Por su parte, en el análisis de SARS-CoV-2, el sistema logró identificar con precisión mutaciones en la proteína espiga que están relacionadas con la transmisión del virus, incluyendo variantes de preocupación como Ómicron.
Los resultados destacaron que las variantes con ventajas en su aptitud epidemiológica tienden a dominar rápidamente las poblaciones de patógenos, una capacidad que permite “un seguimiento en tiempo real de los cambios en la población de patógenos, vinculando directamente estos cambios con su aptitud”, postularon los especialistas.

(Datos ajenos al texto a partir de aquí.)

//! Bounded per-tenant engine cache for database isolation.
//!
//! Maps a tenant to its lazily-created pooled engine. Two invariants hold
//! under any interleaving:
//!
//! - at most one engine is ever created per tenant, even under concurrent
//!   first access (per-tenant creation locks with a double check);
//! - an evicted engine's pool is disposed before the evicting call returns,
//!   so callers never observe a disposed-but-still-cached engine.
//!
//! Disposal errors are logged and swallowed: eviction always succeeds from
//! the caller's point of view.

use crate::engine::{EngineFactory, SqlEngine};
use crate::error::{Result, TenancyError};
use crate::tenant::TenantId;
use lru::LruCache;
use serde::{Deserialize, Serialize};
use std::collections::HashMap;
use std::num::NonZeroUsize;
use std::sync::atomic::{AtomicU64, Ordering};
use std::sync::Arc;
use tokio::sync::{Mutex, RwLock};
use tracing::{debug, info, warn};

/// Counters for monitoring.
#[derive(Debug, Clone, PartialEq, Eq, Serialize, Deserialize)]
pub struct EngineCacheStats {
    pub size: usize,
    pub max_size: usize,
    pub hits: u64,
    pub misses: u64,
    pub creations: u64,
    pub evictions: u64,
}

/// LRU cache of per-tenant engines with exclusive creation.
pub struct EngineCache {
    entries: RwLock<LruCache<TenantId, Arc<dyn SqlEngine>>>,
    creation_locks: Mutex<HashMap<TenantId, Arc<Mutex<()>>>>,
    factory: Arc<dyn EngineFactory>,
    max_size: usize,
    hits: AtomicU64,
    misses: AtomicU64,
    creations: AtomicU64,
    evictions: AtomicU64,
}

impl EngineCache {
    pub fn new(max_size: usize, factory: Arc<dyn EngineFactory>) -> Self {
        let capacity = NonZeroUsize::new(max_size.max(1)).unwrap_or(NonZeroUsize::MIN);
        Self {
            entries: RwLock::new(LruCache::new(capacity)),
            creation_locks: Mutex::new(HashMap::new()),
            factory,
            max_size: capacity.get(),
            hits: AtomicU64::new(0),
            misses: AtomicU64::new(0),
            creations: AtomicU64::new(0),
            evictions: AtomicU64::new(0),
        }
    }

    /// Return the cached engine for `tenant_id`, creating it from `url` on
    /// first access.
    pub async fn get_or_create(
        &self,
        tenant_id: &TenantId,
        url: &str,
    ) -> Result<Arc<dyn SqlEngine>> {
        // Fast path: cached engine, promoted to MRU.
        {
            let mut entries = self.entries.write().await;
            if let Some(engine) = entries.get(tenant_id) {
                self.hits.fetch_add(1, Ordering::Relaxed);
                return Ok(Arc::clone(engine));
            }
        }
        self.misses.fetch_add(1, Ordering::Relaxed);

        let creation_lock = {
            let mut locks = self.creation_locks.lock().await;
            Arc::clone(
                locks
                    .entry(tenant_id.clone())
                    .or_insert_with(|| Arc::new(Mutex::new(()))),
            )
        };
        let _guard = creation_lock.lock().await;

        // Double check: another task may have finished creation while we
        // waited on the tenant lock.
        {
            let mut entries = self.entries.write().await;
            if let Some(engine) = entries.get(tenant_id) {
                return Ok(Arc::clone(engine));
            }
        }

        let engine = self.factory.create(url).await.map_err(|e| {
            TenancyError::DatabaseConnection {
                tenant_id: tenant_id.to_string(),
                reason: e.to_string(),
            }
        })?;
        self.creations.fetch_add(1, Ordering::Relaxed);
        debug!(tenant_id = %tenant_id, "created tenant engine");

        let evicted = {
            let mut entries = self.entries.write().await;
            entries.push(tenant_id.clone(), Arc::clone(&engine))
        };
        if let Some((evicted_id, evicted_engine)) = evicted {
            if evicted_id != *tenant_id {
                self.evictions.fetch_add(1, Ordering::Relaxed);
                info!(tenant_id = %evicted_id, "evicting LRU tenant engine");
            }
            // Dispose before returning so no caller can race against a
            // cached-but-dead pool.
            if let Err(e) = evicted_engine.dispose().await {
                warn!(tenant_id = %evicted_id, error = %e, "disposal of evicted engine failed");
            }
        }

        // The lock entry only needs to exist while creation can race.
        {
            let mut locks = self.creation_locks.lock().await;
            locks.remove(tenant_id);
        }

        Ok(engine)
    }

    /// Remove and dispose the engine for `tenant_id`. Returns whether an
    /// engine was cached.
    pub async fn remove(&self, tenant_id: &TenantId) -> bool {
        let engine = {
            let mut entries = self.entries.write().await;
            entries.pop(tenant_id)
        };
        match engine {
            Some(engine) => {
                if let Err(e) = engine.dispose().await {
                    warn!(tenant_id = %tenant_id, error = %e, "engine disposal failed");
                }
                true
            }
            None => false,
        }
    }

    /// Dispose every cached engine. For shutdown.
    pub async fn dispose_all(&self) {
        let engines: Vec<(TenantId, Arc<dyn SqlEngine>)> = {
            let mut entries = self.entries.write().await;
            let mut drained = Vec::with_capacity(entries.len());
            while let Some(pair) = entries.pop_lru() {
                drained.push(pair);
            }
            drained
        };
        for (tenant_id, engine) in engines {
            if let Err(e) = engine.dispose().await {
                warn!(tenant_id = %tenant_id, error = %e, "engine disposal failed during shutdown");
            }
        }
    }

    pub async fn contains(&self, tenant_id: &TenantId) -> bool {
        self.entries.read().await.contains(tenant_id)
    }

    pub async fn len(&self) -> usize {
        self.entries.read().await.len()
    }

    pub async fn is_empty(&self) -> bool {
        self.len().await == 0
    }

    pub async fn stats(&self) -> EngineCacheStats {
        EngineCacheStats {
            size: self.len().await,
            max_size: self.max_size,
            hits: self.hits.load(Ordering::Relaxed),
            misses: self.misses.load(Ordering::Relaxed),
            creations: self.creations.load(Ordering::Relaxed),
            evictions: self.evictions.load(Ordering::Relaxed),
        }
    }
}

#[cfg(test)]
mod tests {
    use super::*;
    use crate::engine::testing::MockEngineFactory;
    use futures::future::join_all;
    use std::time::Duration;

    #[tokio::test]
    async fn test_concurrent_first_access_creates_one_engine() {
        let factory = Arc::new(MockEngineFactory::with_delay(Duration::from_millis(10)));
        let cache = Arc::new(EngineCache::new(8, factory.clone()));
        let tenant = TenantId::new("t-1");

        let tasks: Vec<_> = (0..16)
            .map(|_| {
                let cache = Arc::clone(&cache);
                let tenant = tenant.clone();
                tokio::spawn(async move {
                    cache
                        .get_or_create(&tenant, "postgres://t-1")
                        .await
                        .map(|_| ())
                })
            })
            .collect();
        for result in join_all(tasks).await {
            result.unwrap().unwrap();
        }

        assert_eq!(factory.created_count(), 1);
        assert_eq!(cache.len().await, 1);
    }

    #[tokio::test]
    async fn test_eviction_disposes_before_return() {
        let factory = Arc::new(MockEngineFactory::new());
        let cache = EngineCache::new(1, factory.clone());

        cache
            .get_or_create(&TenantId::new("t-1"), "postgres://t-1")
            .await
            .unwrap();
        cache
            .get_or_create(&TenantId::new("t-2"), "postgres://t-2")
            .await
            .unwrap();

        // By the time the second call returned, t-1's pool was disposed.
        let engines = factory.engines.lock().await;
        let (_, first) = engines.iter().find(|(url, _)| url == "postgres://t-1").unwrap();
        assert!(first.is_disposed());
        drop(engines);

        assert!(!cache.contains(&TenantId::new("t-1")).await);
        assert!(cache.contains(&TenantId::new("t-2")).await);
        assert_eq!(cache.stats().await.evictions, 1);
    }

    #[tokio::test]
    async fn test_lru_order_for_eviction() {
        let factory = Arc::new(MockEngineFactory::new());
        let cache = EngineCache::new(2, factory.clone());
        let (t1, t2, t3) = (TenantId::new("t-1"), TenantId::new("t-2"), TenantId::new("t-3"));

        cache.get_or_create(&t1, "postgres://t-1").await.unwrap();
        cache.get_or_create(&t2, "postgres://t-2").await.unwrap();
        // Touch t-1 so t-2 is the LRU victim.
        cache.get_or_create(&t1, "postgres://t-1").await.unwrap();
        cache.get_or_create(&t3, "postgres://t-3").await.unwrap();

        assert!(cache.contains(&t1).await);
        assert!(!cache.contains(&t2).await);
        assert!(cache.contains(&t3).await);
    }

    #[tokio::test]
    async fn test_remove_disposes() {
        let factory = Arc::new(MockEngineFactory::new());
        let cache = EngineCache::new(4, factory.clone());
        let tenant = TenantId::new("t-1");

        cache.get_or_create(&tenant, "postgres://t-1").await.unwrap();
        assert!(cache.remove(&tenant).await);
        assert!(!cache.remove(&tenant).await);

        let engines = factory.engines.lock().await;
        assert!(engines[0].1.is_disposed());
    }

    #[tokio::test]
    async fn test_dispose_all() {
        let factory = Arc::new(MockEngineFactory::new());
        let cache = EngineCache::new(4, factory.clone());
        cache.get_or_create(&TenantId::new("t-1"), "u1").await.unwrap();
        cache.get_or_create(&TenantId::new("t-2"), "u2").await.unwrap();

        cache.dispose_all().await;
        assert!(cache.is_empty().await);
        for (_, engine) in factory.engines.lock().await.iter() {
            assert!(engine.is_disposed());
        }
    }

    #[tokio::test]
    async fn test_hit_miss_counters() {
        let factory = Arc::new(MockEngineFactory::new());
        let cache = EngineCache::new(4, factory);
        let tenant = TenantId::new("t-1");

        cache.get_or_create(&tenant, "u").await.unwrap();
        cache.get_or_create(&tenant, "u").await.unwrap();
        let stats = cache.stats().await;
        assert_eq!(stats.misses, 1);
        assert_eq!(stats.hits, 1);
        assert_eq!(stats.creations, 1);
    }
}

Implicaciones en la salud pública
La implementación de herramientas como phylowave promete revolucionar la vigilancia epidemiológica y la respuesta a enfermedades infecciosas a nivel global. Su capacidad para identificar variantes emergentes en tiempo real ofrece ventajas clave frente a los métodos actuales, que suelen depender de análisis más lentos y menos accesibles.
En palabras de los investigadores, esta metodología tiene el potencial de convertirse en “una parte integral de los sistemas de vigilancia de enfermedades infecciosas en todo el mundo”.
Además, entre las aplicaciones del sistema se encuentra la planificación de estrategias de vacunación. La detección temprana de linajes con mutaciones que permitan evadir la inmunidad inducida por vacunas puede guiar el diseño de nuevas formulaciones más efectivas.
“Este enfoque muestra con rapidez cuáles son las variantes más preocupantes en términos de su capacidad para causar enfermedad, permitiendo que una vacuna se enfoque específicamente en estas variantes”, señaló Henrik Salje, uno de los autores del estudio.
Además, el método también puede ser útil para ajustar tratamientos médicos frente a variantes resistentes a medicamentos. Por ejemplo, en el caso de linajes resistentes a antibióticos de Mycobacterium tuberculosis, podría informar a los médicos sobre el cambio necesario en las terapias prescritas, acción clave para limitar la expansión de estas cepas y evitar su diseminación a nivel comunitario.
Como concluye el estudio, esta herramienta proporciona “un enfoque ampliamente aplicable que puede guiar intervenciones dirigidas y mejorar la respuesta sanitaria ante patógenos emergentes”.